# Work to complete
The answer must consist of every line from the data that holds the string "dalgetpar".

(Data in this exercise Opens)

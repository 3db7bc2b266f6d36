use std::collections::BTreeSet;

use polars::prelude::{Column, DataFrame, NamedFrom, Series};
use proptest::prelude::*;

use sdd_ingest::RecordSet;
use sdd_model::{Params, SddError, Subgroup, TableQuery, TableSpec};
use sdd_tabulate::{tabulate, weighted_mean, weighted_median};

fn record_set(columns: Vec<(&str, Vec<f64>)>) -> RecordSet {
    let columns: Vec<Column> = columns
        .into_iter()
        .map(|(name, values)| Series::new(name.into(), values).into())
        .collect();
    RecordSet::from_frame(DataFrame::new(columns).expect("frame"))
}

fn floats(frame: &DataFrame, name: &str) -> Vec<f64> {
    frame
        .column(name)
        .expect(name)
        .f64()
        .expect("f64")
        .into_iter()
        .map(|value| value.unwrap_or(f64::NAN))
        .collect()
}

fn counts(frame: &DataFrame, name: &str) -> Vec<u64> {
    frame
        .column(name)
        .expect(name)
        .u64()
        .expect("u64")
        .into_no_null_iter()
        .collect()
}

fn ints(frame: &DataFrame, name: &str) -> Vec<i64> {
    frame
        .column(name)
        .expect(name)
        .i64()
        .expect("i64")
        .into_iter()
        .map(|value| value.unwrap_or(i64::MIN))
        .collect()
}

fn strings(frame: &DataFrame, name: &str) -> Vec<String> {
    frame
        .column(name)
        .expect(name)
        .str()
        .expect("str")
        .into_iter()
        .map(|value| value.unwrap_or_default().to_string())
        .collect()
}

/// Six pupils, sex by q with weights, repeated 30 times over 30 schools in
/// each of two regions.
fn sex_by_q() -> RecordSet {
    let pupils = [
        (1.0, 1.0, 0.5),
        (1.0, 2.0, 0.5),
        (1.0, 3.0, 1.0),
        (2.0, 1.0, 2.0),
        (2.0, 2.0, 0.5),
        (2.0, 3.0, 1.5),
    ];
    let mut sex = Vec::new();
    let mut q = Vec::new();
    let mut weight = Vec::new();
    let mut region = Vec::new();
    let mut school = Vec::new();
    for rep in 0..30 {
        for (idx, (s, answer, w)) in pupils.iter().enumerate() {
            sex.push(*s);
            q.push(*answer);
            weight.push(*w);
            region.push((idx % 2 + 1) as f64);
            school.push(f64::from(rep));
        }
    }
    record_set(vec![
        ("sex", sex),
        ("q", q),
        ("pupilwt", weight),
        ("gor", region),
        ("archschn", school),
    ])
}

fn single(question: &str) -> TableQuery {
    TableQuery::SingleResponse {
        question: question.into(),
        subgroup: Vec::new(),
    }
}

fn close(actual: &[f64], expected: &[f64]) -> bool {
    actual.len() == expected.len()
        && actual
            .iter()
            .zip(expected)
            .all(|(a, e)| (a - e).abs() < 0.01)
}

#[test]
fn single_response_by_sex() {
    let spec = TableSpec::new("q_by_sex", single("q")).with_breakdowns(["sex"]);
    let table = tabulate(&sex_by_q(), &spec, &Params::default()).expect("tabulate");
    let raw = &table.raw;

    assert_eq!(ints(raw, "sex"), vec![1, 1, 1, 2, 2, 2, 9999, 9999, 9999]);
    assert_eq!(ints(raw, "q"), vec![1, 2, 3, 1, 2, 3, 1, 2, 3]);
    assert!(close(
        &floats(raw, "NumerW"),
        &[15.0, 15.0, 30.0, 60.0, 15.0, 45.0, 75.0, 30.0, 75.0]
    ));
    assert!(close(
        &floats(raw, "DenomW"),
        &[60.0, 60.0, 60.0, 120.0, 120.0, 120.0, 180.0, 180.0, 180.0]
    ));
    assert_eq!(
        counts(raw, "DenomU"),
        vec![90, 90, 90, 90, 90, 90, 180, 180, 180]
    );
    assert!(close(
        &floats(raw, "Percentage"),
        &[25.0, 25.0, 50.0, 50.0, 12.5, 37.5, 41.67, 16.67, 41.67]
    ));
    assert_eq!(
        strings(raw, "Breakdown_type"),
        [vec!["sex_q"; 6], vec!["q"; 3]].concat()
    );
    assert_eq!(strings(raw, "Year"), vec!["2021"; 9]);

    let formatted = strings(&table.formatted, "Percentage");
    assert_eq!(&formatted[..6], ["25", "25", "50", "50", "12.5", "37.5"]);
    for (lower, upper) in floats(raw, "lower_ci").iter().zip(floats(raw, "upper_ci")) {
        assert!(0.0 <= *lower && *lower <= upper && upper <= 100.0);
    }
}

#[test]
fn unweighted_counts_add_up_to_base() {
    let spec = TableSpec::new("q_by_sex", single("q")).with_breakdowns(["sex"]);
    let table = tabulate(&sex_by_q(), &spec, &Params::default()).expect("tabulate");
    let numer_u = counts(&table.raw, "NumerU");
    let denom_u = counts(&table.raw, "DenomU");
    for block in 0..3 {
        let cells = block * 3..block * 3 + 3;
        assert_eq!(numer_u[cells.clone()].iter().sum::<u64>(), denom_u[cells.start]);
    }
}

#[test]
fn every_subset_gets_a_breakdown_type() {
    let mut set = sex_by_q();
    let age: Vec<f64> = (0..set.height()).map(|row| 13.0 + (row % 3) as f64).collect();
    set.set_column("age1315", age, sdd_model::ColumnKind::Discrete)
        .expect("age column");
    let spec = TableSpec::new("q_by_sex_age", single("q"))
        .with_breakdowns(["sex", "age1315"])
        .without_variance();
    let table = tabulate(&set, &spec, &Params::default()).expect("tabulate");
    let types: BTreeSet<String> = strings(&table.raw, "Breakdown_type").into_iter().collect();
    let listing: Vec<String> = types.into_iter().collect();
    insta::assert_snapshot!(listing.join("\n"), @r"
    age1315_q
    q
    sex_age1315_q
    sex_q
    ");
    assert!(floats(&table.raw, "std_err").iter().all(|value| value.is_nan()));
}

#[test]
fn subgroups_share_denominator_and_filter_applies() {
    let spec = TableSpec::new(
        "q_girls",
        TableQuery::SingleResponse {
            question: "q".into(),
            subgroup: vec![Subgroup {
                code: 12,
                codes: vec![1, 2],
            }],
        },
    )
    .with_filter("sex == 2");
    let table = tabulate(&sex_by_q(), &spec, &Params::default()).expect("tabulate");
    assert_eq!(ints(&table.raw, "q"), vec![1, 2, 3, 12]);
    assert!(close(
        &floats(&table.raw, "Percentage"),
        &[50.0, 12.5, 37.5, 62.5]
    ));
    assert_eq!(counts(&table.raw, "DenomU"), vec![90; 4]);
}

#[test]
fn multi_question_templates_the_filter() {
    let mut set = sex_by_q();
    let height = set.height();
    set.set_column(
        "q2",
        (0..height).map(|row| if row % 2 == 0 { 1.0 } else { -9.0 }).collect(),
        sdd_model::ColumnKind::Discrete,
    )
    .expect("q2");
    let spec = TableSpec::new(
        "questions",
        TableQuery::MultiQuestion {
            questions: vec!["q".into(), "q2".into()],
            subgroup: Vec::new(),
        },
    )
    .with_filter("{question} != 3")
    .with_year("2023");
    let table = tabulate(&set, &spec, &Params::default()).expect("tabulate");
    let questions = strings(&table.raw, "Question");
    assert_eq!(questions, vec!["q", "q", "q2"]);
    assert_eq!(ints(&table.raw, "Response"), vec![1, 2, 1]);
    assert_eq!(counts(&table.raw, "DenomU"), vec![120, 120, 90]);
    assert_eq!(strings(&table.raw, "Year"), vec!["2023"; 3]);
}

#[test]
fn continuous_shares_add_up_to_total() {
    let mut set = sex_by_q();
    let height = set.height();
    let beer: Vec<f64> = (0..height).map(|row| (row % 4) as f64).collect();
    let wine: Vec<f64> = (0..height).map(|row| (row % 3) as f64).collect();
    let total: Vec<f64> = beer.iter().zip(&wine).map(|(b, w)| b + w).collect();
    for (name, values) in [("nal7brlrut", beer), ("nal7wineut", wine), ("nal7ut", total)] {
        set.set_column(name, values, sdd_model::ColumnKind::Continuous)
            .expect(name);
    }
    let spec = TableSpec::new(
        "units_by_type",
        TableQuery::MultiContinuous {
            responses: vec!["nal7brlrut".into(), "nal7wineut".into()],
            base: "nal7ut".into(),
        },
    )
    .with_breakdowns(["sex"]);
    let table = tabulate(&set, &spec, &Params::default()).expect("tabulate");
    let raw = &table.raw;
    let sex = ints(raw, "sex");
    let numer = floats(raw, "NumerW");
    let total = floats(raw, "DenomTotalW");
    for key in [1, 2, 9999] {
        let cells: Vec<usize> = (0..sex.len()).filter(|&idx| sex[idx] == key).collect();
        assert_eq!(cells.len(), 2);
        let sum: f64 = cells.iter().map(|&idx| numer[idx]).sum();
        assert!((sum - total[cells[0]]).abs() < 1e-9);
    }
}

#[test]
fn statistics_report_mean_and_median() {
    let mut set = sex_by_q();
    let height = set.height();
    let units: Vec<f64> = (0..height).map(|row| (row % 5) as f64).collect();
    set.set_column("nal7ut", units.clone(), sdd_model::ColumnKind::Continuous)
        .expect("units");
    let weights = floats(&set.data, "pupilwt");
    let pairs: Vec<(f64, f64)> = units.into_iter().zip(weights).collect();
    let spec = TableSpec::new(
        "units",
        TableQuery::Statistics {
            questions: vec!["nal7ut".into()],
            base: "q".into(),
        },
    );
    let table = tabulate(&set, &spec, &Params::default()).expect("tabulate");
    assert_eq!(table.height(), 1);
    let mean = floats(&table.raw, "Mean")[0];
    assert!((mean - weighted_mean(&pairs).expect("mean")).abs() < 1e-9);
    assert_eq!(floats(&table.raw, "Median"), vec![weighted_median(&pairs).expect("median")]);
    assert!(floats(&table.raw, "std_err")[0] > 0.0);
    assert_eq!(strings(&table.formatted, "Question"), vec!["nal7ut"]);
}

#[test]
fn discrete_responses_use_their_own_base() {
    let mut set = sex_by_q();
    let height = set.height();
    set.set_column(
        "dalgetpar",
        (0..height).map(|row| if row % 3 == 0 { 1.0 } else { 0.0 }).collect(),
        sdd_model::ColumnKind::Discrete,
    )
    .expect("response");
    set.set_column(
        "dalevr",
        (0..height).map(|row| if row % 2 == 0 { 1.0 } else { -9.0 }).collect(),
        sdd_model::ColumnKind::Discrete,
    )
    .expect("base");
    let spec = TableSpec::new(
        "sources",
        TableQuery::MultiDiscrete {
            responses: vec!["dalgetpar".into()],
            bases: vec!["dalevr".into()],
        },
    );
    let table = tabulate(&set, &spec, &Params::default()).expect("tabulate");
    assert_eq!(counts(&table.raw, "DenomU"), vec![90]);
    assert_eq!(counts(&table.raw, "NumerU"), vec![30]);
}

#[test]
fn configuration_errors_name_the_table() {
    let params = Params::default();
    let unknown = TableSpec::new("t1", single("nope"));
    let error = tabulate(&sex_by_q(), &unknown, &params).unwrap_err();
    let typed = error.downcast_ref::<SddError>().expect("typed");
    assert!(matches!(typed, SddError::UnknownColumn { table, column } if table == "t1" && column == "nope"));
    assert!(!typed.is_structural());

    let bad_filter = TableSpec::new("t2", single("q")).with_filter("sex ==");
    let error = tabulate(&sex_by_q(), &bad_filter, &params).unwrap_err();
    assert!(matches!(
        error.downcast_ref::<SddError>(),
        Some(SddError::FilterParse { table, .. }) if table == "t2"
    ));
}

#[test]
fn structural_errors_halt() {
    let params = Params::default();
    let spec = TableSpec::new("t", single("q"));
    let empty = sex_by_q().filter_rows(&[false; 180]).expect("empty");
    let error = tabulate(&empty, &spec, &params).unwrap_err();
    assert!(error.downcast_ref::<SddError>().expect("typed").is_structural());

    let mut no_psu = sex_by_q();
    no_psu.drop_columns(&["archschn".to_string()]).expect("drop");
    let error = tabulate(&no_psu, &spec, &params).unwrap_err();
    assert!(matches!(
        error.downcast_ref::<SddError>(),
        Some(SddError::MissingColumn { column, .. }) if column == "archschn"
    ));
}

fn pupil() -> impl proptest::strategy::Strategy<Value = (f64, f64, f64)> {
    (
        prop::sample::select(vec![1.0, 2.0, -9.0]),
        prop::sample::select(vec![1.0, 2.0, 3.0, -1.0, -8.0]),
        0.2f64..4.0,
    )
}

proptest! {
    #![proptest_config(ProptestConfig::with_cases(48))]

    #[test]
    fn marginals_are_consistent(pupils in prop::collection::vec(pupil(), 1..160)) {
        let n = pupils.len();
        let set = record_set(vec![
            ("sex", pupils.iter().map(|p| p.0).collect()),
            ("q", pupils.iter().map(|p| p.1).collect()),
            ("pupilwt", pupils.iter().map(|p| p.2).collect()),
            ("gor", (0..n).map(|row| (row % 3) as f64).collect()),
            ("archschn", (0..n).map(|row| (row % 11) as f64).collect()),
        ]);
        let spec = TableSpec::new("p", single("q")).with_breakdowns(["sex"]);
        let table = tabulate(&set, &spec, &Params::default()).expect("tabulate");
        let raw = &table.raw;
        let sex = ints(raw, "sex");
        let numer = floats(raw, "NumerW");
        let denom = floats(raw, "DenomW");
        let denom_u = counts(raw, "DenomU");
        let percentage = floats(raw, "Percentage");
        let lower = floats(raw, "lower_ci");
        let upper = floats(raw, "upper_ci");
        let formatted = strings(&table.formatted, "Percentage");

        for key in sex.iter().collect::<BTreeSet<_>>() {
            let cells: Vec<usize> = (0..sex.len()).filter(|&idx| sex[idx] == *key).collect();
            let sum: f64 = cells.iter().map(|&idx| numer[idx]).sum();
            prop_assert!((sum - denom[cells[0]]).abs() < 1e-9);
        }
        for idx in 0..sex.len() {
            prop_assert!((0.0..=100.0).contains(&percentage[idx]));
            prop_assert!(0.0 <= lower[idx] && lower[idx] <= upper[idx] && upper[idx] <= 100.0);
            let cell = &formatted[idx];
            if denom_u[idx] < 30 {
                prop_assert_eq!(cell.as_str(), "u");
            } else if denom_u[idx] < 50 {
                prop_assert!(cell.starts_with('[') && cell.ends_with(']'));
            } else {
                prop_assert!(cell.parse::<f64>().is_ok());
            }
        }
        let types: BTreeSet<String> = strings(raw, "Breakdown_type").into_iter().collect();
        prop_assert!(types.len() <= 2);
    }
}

(Data in this exercise Closes)

# Expected output
        "dalgetpar",
            responses: vec!["dalgetpar".into()],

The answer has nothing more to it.